⟨

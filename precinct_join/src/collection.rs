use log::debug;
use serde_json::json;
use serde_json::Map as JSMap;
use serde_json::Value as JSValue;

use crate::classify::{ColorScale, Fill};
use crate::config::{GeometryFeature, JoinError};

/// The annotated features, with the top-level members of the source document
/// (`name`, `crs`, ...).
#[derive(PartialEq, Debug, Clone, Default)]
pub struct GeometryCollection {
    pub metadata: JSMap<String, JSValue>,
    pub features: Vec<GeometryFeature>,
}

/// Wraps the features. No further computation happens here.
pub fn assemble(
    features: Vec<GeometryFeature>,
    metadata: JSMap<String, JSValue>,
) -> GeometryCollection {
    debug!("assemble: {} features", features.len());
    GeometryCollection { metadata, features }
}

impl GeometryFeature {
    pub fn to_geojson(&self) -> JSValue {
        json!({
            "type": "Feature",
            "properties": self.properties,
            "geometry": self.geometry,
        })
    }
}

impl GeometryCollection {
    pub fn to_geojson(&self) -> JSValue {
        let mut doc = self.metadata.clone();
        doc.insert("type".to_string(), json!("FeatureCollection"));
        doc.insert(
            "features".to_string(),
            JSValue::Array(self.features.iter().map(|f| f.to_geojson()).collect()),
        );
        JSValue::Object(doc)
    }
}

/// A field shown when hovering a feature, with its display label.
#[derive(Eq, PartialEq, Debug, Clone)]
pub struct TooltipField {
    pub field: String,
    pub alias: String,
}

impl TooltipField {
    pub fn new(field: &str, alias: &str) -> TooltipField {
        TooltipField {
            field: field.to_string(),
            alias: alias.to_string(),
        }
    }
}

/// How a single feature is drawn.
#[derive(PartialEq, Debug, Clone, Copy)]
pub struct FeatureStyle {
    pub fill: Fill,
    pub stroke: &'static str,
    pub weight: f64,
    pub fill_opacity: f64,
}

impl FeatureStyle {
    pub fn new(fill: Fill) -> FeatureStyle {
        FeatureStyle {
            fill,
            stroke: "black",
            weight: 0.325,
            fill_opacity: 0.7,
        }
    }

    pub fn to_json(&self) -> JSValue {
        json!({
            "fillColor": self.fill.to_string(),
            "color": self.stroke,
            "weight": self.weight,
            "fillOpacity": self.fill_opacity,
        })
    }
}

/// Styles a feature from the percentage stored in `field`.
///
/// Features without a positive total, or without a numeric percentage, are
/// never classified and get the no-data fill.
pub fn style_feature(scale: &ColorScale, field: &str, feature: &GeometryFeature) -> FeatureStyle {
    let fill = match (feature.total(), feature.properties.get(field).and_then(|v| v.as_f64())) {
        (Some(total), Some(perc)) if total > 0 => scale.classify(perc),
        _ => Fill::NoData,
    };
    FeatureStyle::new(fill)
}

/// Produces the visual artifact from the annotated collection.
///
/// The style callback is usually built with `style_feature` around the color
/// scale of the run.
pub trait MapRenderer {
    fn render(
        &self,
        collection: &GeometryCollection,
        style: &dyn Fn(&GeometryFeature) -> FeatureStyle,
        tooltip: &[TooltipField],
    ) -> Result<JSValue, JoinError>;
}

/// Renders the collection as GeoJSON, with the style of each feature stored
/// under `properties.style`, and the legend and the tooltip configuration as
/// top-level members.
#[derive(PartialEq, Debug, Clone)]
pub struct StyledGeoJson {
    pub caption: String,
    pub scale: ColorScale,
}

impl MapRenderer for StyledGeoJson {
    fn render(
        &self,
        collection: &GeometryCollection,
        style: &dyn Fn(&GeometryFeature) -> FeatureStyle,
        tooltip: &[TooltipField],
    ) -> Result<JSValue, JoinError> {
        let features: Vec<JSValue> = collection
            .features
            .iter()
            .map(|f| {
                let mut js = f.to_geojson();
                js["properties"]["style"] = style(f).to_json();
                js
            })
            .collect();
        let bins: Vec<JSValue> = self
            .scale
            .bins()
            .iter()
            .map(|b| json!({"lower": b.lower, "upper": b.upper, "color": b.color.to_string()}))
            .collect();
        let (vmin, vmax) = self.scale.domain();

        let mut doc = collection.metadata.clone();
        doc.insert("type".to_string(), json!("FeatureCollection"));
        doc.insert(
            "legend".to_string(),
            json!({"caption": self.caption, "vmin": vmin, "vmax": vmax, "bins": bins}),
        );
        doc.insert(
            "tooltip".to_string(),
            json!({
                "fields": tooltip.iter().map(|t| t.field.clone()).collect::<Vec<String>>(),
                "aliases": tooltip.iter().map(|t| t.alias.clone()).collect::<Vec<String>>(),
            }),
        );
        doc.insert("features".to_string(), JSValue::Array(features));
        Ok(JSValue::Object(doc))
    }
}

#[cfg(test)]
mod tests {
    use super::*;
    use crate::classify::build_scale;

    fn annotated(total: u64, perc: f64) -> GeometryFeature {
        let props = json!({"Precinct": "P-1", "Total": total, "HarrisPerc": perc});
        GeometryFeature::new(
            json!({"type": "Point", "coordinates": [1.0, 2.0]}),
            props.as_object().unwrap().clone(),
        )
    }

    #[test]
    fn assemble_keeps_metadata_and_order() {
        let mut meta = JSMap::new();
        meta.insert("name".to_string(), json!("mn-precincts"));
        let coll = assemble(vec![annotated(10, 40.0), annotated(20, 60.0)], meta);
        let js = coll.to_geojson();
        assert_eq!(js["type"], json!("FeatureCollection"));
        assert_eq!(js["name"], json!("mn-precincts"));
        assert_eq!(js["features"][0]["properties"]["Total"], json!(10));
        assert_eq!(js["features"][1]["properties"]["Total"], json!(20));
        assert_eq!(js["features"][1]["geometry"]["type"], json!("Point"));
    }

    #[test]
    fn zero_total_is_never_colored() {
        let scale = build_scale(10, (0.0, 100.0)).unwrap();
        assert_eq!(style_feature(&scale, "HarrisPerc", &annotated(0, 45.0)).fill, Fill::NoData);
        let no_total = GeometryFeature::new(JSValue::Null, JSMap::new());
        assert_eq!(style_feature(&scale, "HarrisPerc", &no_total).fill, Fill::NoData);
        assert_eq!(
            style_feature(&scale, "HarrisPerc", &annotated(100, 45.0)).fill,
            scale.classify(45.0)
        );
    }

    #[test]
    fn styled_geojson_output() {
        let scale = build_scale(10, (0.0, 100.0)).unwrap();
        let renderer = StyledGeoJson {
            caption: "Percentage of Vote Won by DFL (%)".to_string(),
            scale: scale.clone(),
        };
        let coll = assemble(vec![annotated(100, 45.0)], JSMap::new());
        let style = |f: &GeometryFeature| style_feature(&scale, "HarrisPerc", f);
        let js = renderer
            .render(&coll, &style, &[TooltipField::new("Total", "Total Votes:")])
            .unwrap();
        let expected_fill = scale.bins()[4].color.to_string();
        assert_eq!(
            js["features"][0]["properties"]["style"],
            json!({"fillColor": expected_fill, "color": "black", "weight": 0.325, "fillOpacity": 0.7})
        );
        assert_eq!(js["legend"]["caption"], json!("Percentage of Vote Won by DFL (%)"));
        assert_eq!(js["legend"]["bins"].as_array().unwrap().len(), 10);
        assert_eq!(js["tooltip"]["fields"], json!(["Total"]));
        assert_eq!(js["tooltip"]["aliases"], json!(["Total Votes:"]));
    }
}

⟩

What this task involves - Some lines of the records may hold the word "black". How many do? Answer with a number and nothing else.

Task response - 2